Just like that, I could only survive for a few months before plunging into an endless pit of grief, waving a white flag, hoping for someone to catch me through it.

And my aunt did.
To this day, I am thankful for what she did, for she saved me from further depression and loneliness.
The loneliness that I never thought would experience. Where I had to embrace, that I'm alone, on my own two feet, fighting just for my will to take another breath in this life.

A blank space.

That was when it started. I truly, just can't remember where I keep my stuff anymore. 
I couldn't find important documents, I lost my driving license, and I don't know where my winter clothes are. 

Just like I couldn't find my dream anymore. I just wanted to get through the day, and here, in someone else's nest that I abruptly enter - I tried to look for other doors, to feel alive again. Rays of light from other people's windows seemed so bright, that I decided to leave again.

Barcelona, 2020.
A fresh start. This is it. This is what I wanted, a temporary place where I can be alone, be myself, to worry only about my groceries, what should I grab for lunch, it was such a relief to be able to come here.

Upon moving to this city, I have zero expectations on making friends.
"I just wanted to be myself again", I thought.

But the love, the comfort, and family I found here was amazing.
I never thought I can be that close with my friends from my masters program.
For the first time in so many years... I felt inspired, I felt connected.

Yet, my brain can't lie.
"That is tiring. Let's not do that."

So I slowly crawled out of my cave. Simply enjoying the rays of light.
But I didn't run, I didn't want to go for the light.

It is beautiful yet hurting at the same time. So I just wanted to enjoy it.
For sure, I'm thankful for the SELECT family and manusia sisa squad <3.

Coming to Barcelona also opened my eyes.
It made me know what I like, and enjoy in life, and what I don't enjoy.


Eindhoven, 2021.
Why is it not as beautiful as I remembered it to be?
Many days are lonely, most days are simply bleak.
It's what it feels like to be 'living' only. Simply breathing, dragging through time, awaiting for something good to happen.

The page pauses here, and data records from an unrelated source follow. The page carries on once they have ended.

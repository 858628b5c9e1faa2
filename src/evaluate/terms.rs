//! Heuristic terms shared by the evaluation strategies.
//!
//! Every term is a pure function of its inputs and returns points from
//! White's point of view. Strategies decide which terms they add up.

use super::piece::{Color, Piece, PieceCounts, PieceKind, PIECE_SLOTS};
use super::piece_values::PieceValues;
use super::position::{file_of, rank_of, square, Position, Square};
use super::signal::PositionSignal;

pub const OPENING_PAWN_PENALTY: i32 = 4;
pub const CASTLE_BONUS: i32 = 50;
pub const CHECK_PENALTY: i32 = 15;
pub const ENDGAME_MATERIAL_THRESHOLD: i32 = 1000;
pub const ENDGAME_KING_WEIGHT: i32 = -15;
pub const DOUBLED_PAWN_PENALTY: i32 = 13;
pub const CONNECTED_PAWN_BONUS: i32 = 10;
pub const DEFENDED_PAWN_BONUS: i32 = 17;
pub const PASSED_PAWN_BONUS: i32 = 55;
pub const PASSED_PAWN_RANK_BONUS: i32 = 20;
pub const BISHOP_PAIR_BONUS: i32 = 30;
pub const KING_SHIELD_BONUS: i32 = 33;

const WHITE_PAWN: Piece = Piece::white(PieceKind::Pawn);
const BLACK_PAWN: Piece = Piece::black(PieceKind::Pawn);

/// Pawns per file, `[white, black]`.
type PawnFiles = [[i32; 2]; 8];

pub fn material(values: &PieceValues, counts: &PieceCounts) -> i32 {
    values.material(counts)
}

/// Small tie-break that nudges both sides into moving their king's pawn.
pub fn opening_pawn(position: &Position) -> i32 {
    let mut points = 0;
    if position.is(square(1, 4), WHITE_PAWN) {
        points -= OPENING_PAWN_PENALTY;
    }
    if position.is(square(6, 4), BLACK_PAWN) {
        points += OPENING_PAWN_PENALTY;
    }
    points
}

pub fn castling(white_castled: bool, black_castled: bool) -> i32 {
    let mut points = 0;
    if white_castled {
        points += CASTLE_BONUS;
    }
    if black_castled {
        points -= CASTLE_BONUS;
    }
    points
}

pub fn checks(signal: &PositionSignal) -> i32 {
    let mut points = 0;
    if signal.white_in_check {
        points -= CHECK_PENALTY;
    }
    if signal.black_in_check {
        points += CHECK_PENALTY;
    }
    points
}

/// King weight for the advancement term: the middle-game weight, or a
/// negative weight that pulls the kings forward once little material is left.
pub fn endgame_weight(values: &PieceValues, counts: &PieceCounts, middle_game_weight: i32) -> i32 {
    if values.non_king_material(counts) < ENDGAME_MATERIAL_THRESHOLD {
        ENDGAME_KING_WEIGHT
    } else {
        middle_game_weight
    }
}

/// Rank advancement measured relative to the owner's king: while the king
/// stays on the lower half of the board ranks count upwards, otherwise they
/// count downwards.
#[inline(always)]
fn advancement(sq: Square, king: Square) -> i32 {
    let rank = rank_of(sq) as i32;
    if king < 32 {
        rank
    } else {
        7 - rank
    }
}

pub fn king_relative_advancement(
    position: &Position,
    white_king: Square,
    black_king: Square,
    piece_weight: i32,
    king_weight: i32,
) -> i32 {
    let mut points = 0;
    for (sq, piece) in position.iter() {
        match piece.color {
            Color::White => {
                let pos = advancement(sq, white_king);
                if piece.kind == PieceKind::King {
                    points -= pos * king_weight;
                } else {
                    points += pos * piece_weight;
                }
            }
            Color::Black => {
                let pos = advancement(sq, black_king);
                if piece.kind == PieceKind::King {
                    points += pos * king_weight;
                } else {
                    points -= pos * piece_weight;
                }
            }
        }
    }
    points
}

fn pawn_files(position: &Position) -> PawnFiles {
    let mut files = [[0; 2]; 8];
    for (sq, piece) in position.iter() {
        if piece.kind == PieceKind::Pawn {
            let side = match piece.color {
                Color::White => 0,
                Color::Black => 1,
            };
            files[file_of(sq)][side] += 1;
        }
    }
    files
}

/// Doubled pawn penalty, quadratic in the number of pawns sharing a file.
pub fn doubled_pawns(position: &Position) -> i32 {
    pawn_files(position)
        .iter()
        .map(|[white, black]| {
            -DOUBLED_PAWN_PENALTY * white * (white - 1) + DOUBLED_PAWN_PENALTY * black * (black - 1)
        })
        .sum()
}

/// Bonus for each pair of neighbouring files that both hold pawns of one side.
pub fn connected_pawns(position: &Position) -> i32 {
    let files = pawn_files(position);
    let mut points = 0;
    for pair in files.windows(2) {
        if pair[0][0] > 0 && pair[1][0] > 0 {
            points += CONNECTED_PAWN_BONUS;
        }
        if pair[0][1] > 0 && pair[1][1] > 0 {
            points -= CONNECTED_PAWN_BONUS;
        }
    }
    points
}

/// Bonus for every pawn protected by a friendly pawn diagonally behind it.
pub fn defended_pawns(position: &Position) -> i32 {
    let mut points = 0;
    for (sq, piece) in position.iter() {
        let (behind, sign) = match piece {
            WHITE_PAWN if rank_of(sq) > 0 => (rank_of(sq) - 1, 1),
            BLACK_PAWN if rank_of(sq) < 7 => (rank_of(sq) + 1, -1),
            _ => continue,
        };
        let file = file_of(sq);
        let defenders = [file.checked_sub(1), Some(file + 1).filter(|&f| f < 8)]
            .iter()
            .flatten()
            .filter(|&&f| position.is(square(behind, f), piece))
            .count() as i32;
        points += sign * defenders * DEFENDED_PAWN_BONUS;
    }
    points
}

/// Bonus for pawns with no enemy pawn ahead on their own or adjacent files,
/// growing with how far the pawn has advanced.
pub fn passed_pawns(position: &Position) -> i32 {
    let files = pawn_files(position);
    let mut points = 0;
    for file in 0..8usize {
        let neighbours = file.saturating_sub(1)..=(file + 1).min(7);
        let white_blocked = neighbours.clone().any(|f| files[f][1] > 0);
        let black_blocked = neighbours.into_iter().any(|f| files[f][0] > 0);

        if files[file][0] > 0 && !white_blocked {
            points += PASSED_PAWN_BONUS;
            for rank in 0..8 {
                if position.is(square(rank, file), WHITE_PAWN) {
                    points += PASSED_PAWN_RANK_BONUS * rank as i32;
                }
            }
        }
        if files[file][1] > 0 && !black_blocked {
            points -= PASSED_PAWN_BONUS;
            for rank in 0..8 {
                if position.is(square(rank, file), BLACK_PAWN) {
                    points -= PASSED_PAWN_RANK_BONUS * (7 - rank as i32);
                }
            }
        }
    }
    points
}

pub fn bishop_pair(counts: &PieceCounts) -> i32 {
    let mut points = 0;
    if counts[Piece::white(PieceKind::Bishop).slot()] >= 2 {
        points += BISHOP_PAIR_BONUS;
    }
    if counts[Piece::black(PieceKind::Bishop).slot()] >= 2 {
        points -= BISHOP_PAIR_BONUS;
    }
    points
}

pub fn king_shield(signal: &PositionSignal) -> i32 {
    KING_SHIELD_BONUS * (signal.white_king_shield - signal.black_king_shield)
}

/// Mobility weighted per piece slot; `weights` carries the sign of each color.
pub fn weighted_mobility(signal: &PositionSignal, weights: &[i32; PIECE_SLOTS]) -> i32 {
    weights
        .iter()
        .zip(signal.mobility.iter())
        .map(|(w, m)| w * m)
        .sum()
}

/// Pawn pushes are cheap moves; discount them from each side's mobility.
pub fn pawn_mobility(signal: &PositionSignal) -> i32 {
    signal.mobility[BLACK_PAWN.slot()] - signal.mobility[WHITE_PAWN.slot()]
}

It reminded me how the grass will always be greener on the other side.
And what I actually wanted is not what my friends had.
It is a journey that I have to go through myself first.
To cherish what I've lost, have, and wanted to aim for.


Singapore, 2022.
It's time to be back into the professional world. 
But uffh I must say I'm tired!
Of moving to a new place!
The visa, bank account, finding a place, buying new bed sheets - oh, all the visits to IKEA!

However, this is the place where I slowly found myself.
Experiencing the loneliness, heart breaks, disappointments, yet at the same time
having new experiences, friends, feeling comfortable in my own shell.

So let's sit down, enjoy the moment for a while.